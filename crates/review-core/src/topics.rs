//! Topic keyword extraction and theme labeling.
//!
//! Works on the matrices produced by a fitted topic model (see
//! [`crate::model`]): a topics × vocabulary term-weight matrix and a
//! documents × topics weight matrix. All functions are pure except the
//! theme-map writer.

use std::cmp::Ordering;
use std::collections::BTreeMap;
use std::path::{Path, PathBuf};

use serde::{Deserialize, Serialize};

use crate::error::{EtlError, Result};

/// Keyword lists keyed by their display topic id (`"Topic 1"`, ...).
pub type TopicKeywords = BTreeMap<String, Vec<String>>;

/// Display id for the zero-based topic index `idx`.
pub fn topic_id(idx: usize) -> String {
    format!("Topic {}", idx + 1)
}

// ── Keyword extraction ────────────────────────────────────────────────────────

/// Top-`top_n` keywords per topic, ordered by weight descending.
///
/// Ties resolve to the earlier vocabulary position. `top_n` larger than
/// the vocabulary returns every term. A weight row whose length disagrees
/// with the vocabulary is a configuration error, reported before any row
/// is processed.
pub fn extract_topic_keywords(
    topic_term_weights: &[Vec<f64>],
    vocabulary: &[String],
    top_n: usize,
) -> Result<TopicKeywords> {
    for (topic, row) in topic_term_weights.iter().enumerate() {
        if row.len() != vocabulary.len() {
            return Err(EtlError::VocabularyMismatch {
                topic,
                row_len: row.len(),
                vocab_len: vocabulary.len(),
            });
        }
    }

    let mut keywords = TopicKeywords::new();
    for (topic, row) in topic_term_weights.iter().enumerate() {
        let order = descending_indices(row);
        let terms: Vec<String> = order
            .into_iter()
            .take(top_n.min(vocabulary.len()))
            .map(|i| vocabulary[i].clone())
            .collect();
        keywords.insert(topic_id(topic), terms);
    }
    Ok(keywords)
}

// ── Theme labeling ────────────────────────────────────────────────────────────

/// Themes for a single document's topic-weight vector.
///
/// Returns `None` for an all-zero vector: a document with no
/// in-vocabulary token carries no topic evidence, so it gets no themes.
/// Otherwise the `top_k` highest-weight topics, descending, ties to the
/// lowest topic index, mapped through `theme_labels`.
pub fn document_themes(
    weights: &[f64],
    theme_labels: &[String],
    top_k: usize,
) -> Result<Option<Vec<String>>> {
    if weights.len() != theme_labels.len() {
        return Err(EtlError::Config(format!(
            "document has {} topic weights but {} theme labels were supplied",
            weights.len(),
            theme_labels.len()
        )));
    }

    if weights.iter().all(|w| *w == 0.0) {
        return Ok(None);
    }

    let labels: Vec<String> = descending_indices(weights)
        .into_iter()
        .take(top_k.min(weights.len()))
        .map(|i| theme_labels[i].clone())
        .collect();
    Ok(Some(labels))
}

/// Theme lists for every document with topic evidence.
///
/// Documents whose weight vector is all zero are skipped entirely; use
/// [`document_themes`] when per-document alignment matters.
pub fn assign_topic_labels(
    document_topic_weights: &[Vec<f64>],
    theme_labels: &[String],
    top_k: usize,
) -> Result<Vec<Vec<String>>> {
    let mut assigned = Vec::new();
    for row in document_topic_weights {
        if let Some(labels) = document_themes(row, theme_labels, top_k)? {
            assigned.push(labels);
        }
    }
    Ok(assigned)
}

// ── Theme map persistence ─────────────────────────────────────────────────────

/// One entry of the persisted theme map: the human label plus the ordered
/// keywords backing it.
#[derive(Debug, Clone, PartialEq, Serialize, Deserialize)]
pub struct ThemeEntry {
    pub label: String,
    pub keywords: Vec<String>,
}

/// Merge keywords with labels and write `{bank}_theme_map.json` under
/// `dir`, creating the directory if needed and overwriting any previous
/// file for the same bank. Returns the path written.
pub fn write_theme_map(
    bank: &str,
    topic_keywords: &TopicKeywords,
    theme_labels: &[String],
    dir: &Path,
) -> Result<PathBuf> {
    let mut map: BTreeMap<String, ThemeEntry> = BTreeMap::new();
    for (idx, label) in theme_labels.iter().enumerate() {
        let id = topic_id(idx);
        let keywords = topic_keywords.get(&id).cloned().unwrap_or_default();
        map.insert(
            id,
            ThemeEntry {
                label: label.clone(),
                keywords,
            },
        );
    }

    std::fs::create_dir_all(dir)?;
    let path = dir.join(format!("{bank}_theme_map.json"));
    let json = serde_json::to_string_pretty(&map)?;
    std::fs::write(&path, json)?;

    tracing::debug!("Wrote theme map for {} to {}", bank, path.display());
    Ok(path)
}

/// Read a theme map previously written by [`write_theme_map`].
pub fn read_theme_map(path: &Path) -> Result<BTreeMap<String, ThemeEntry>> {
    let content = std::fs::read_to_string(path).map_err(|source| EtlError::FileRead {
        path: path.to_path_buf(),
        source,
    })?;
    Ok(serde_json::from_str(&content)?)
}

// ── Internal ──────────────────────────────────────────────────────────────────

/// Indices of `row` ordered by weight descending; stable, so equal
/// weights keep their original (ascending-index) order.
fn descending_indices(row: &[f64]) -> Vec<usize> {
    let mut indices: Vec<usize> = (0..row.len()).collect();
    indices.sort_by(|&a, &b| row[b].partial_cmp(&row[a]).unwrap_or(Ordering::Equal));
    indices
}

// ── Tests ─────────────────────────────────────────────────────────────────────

--------------------

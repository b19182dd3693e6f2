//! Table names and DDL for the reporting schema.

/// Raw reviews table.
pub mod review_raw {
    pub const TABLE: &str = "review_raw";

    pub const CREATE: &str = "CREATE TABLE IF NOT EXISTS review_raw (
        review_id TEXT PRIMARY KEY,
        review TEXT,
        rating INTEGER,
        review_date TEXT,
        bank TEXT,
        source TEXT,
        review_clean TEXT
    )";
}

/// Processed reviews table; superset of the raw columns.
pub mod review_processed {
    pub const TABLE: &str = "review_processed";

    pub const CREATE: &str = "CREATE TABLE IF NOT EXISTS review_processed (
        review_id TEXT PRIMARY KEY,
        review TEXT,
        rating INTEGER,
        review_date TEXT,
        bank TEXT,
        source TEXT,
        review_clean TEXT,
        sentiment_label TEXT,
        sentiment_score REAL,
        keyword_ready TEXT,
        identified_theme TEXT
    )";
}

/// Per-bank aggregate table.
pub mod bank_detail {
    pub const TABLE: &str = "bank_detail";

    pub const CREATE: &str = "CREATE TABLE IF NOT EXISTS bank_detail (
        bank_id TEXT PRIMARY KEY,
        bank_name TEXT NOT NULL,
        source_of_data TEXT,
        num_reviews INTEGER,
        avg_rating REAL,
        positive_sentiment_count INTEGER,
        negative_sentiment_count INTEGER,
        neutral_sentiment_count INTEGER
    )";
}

--------------------

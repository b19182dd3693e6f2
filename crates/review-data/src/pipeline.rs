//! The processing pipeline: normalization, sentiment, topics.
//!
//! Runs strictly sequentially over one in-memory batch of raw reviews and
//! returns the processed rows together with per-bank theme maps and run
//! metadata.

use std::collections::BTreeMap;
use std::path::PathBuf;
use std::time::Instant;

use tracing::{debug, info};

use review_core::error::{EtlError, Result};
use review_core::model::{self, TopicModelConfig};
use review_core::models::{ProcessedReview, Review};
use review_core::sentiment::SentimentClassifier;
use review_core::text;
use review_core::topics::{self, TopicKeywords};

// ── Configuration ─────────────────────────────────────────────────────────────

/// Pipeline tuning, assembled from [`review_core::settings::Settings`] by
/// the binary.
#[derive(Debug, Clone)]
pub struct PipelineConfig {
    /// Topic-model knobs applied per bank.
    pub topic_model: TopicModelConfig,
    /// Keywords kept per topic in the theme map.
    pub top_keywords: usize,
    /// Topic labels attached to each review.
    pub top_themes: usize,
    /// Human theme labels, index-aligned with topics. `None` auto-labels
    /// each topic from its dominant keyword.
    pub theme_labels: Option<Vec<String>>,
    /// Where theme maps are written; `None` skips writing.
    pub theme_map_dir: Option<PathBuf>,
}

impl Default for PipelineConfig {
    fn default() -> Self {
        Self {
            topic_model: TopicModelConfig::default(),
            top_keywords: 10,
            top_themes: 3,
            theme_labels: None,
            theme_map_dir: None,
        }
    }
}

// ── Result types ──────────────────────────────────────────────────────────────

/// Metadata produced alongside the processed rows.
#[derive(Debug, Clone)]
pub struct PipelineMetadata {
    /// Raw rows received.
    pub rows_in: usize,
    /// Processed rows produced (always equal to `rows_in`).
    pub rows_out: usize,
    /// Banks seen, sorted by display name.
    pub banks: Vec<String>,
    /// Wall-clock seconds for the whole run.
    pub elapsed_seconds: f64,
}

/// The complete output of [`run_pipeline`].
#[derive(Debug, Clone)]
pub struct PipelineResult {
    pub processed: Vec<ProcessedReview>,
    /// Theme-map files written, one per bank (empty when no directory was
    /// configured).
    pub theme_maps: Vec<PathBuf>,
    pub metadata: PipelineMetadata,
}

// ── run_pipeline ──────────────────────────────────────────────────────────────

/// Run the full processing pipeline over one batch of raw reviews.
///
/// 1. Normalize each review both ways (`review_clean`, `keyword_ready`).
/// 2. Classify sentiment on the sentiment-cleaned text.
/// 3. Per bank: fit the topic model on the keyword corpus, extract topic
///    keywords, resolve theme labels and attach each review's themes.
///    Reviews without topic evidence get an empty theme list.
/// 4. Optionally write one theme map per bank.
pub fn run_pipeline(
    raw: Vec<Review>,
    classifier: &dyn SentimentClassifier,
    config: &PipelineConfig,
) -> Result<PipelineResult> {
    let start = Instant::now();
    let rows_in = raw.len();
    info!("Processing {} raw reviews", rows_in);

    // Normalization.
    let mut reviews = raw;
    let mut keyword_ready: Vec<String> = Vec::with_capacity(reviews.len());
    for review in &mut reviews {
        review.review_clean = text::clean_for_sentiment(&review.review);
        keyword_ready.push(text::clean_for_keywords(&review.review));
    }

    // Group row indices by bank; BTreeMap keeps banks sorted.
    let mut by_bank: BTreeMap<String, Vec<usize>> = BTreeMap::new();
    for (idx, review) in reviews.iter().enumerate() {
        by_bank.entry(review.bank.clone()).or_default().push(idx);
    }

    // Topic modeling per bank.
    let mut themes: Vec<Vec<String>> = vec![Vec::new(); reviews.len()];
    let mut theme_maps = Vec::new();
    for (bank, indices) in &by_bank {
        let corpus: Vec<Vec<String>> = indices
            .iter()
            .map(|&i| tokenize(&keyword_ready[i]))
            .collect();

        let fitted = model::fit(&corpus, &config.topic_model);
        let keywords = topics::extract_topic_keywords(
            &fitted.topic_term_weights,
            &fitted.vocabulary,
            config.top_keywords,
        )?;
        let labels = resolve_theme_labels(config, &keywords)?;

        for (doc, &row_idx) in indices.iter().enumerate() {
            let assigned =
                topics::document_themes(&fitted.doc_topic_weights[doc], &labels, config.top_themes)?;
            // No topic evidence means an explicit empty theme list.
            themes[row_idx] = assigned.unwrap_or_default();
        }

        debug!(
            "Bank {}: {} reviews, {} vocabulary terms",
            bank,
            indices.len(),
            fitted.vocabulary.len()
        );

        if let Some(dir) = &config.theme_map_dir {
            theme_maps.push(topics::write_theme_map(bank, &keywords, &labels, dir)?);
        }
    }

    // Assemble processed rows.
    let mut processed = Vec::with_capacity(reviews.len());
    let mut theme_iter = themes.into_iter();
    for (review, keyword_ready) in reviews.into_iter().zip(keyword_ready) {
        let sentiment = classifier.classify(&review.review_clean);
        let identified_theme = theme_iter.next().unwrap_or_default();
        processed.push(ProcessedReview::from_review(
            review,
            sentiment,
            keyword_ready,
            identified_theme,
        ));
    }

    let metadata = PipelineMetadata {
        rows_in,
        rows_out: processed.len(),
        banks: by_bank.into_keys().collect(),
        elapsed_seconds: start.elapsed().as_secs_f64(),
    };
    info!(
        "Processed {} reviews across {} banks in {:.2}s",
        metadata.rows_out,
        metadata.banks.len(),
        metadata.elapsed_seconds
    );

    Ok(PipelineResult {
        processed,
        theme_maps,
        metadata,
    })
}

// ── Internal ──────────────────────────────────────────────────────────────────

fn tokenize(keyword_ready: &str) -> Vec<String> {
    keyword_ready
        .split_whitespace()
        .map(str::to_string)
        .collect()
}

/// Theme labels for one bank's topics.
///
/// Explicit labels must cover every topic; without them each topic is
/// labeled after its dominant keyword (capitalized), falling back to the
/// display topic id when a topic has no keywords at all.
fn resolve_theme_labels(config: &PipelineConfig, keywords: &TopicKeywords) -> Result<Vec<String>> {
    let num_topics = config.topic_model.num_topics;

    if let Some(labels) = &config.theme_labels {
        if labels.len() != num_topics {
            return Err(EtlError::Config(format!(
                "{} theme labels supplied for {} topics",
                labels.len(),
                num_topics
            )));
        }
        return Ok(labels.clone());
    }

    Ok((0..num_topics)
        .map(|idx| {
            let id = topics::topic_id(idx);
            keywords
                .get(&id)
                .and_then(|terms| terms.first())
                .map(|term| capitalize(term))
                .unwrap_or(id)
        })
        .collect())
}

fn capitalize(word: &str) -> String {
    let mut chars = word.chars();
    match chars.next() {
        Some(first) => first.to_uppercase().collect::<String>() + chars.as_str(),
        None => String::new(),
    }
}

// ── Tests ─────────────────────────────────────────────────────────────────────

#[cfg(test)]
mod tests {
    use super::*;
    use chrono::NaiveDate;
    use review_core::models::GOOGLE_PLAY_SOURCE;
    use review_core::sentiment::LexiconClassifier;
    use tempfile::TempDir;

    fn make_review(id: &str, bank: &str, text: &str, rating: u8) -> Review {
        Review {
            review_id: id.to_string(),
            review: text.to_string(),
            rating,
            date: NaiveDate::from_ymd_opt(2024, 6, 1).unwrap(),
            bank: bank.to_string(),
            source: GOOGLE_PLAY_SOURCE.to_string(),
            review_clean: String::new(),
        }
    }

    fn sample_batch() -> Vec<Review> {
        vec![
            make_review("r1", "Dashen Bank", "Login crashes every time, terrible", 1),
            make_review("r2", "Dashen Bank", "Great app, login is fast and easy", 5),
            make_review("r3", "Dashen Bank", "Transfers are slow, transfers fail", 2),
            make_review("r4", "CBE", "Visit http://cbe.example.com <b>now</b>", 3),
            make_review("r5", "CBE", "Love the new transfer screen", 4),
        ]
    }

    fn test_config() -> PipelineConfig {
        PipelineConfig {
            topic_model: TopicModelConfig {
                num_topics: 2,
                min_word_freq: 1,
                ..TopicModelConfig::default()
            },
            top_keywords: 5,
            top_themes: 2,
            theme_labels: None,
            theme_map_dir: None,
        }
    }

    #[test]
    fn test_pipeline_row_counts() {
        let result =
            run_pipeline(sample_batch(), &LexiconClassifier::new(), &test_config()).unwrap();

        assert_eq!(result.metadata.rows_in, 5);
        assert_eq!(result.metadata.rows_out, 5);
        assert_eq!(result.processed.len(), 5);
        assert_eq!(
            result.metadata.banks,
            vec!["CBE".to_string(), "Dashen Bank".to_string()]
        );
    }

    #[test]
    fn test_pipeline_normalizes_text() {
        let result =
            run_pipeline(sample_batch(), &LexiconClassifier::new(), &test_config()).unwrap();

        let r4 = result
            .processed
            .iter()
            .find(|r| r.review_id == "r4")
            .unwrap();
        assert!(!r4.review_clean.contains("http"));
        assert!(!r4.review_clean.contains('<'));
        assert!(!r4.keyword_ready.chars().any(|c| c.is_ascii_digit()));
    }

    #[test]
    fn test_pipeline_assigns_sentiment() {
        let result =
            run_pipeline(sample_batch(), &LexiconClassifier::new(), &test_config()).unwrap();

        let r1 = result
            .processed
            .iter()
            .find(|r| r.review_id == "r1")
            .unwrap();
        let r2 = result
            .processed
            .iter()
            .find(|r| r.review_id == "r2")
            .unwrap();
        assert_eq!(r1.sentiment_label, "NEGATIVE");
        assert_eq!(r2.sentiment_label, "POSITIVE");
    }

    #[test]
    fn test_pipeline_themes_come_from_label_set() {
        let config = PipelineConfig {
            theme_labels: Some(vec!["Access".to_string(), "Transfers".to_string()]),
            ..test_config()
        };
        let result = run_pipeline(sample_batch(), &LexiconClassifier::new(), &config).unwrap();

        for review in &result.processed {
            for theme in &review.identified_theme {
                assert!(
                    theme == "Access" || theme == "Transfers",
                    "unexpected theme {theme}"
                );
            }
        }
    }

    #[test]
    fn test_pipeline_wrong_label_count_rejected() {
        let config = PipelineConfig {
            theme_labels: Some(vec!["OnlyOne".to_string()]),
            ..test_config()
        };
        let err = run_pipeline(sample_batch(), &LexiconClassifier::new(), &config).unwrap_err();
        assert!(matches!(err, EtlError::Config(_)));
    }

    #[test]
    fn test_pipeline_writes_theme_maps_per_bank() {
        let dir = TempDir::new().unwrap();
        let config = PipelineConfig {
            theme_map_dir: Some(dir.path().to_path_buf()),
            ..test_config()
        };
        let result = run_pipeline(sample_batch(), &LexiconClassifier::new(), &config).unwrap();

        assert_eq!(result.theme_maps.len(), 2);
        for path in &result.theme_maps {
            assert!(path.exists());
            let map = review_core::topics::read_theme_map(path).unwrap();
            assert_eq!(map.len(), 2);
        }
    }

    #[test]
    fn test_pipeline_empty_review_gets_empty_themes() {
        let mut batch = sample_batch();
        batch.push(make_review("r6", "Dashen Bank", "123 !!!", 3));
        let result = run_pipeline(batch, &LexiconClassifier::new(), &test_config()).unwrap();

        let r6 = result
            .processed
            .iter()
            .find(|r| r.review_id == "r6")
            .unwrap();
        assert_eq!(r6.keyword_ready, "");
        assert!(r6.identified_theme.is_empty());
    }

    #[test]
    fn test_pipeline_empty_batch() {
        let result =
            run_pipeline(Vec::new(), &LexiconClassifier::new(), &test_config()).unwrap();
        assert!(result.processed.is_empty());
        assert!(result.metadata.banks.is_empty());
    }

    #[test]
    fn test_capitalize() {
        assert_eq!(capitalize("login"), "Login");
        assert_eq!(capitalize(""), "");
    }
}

--------------------

**WHAT THE EXERCISE ASKS:** A line belongs in the answer if it contains the word "take"; copy every such line from the data above.

**TASK SOLUTION:**
            .take(top_n.min(vocabulary.len()))
        .take(top_k.min(weights.len()))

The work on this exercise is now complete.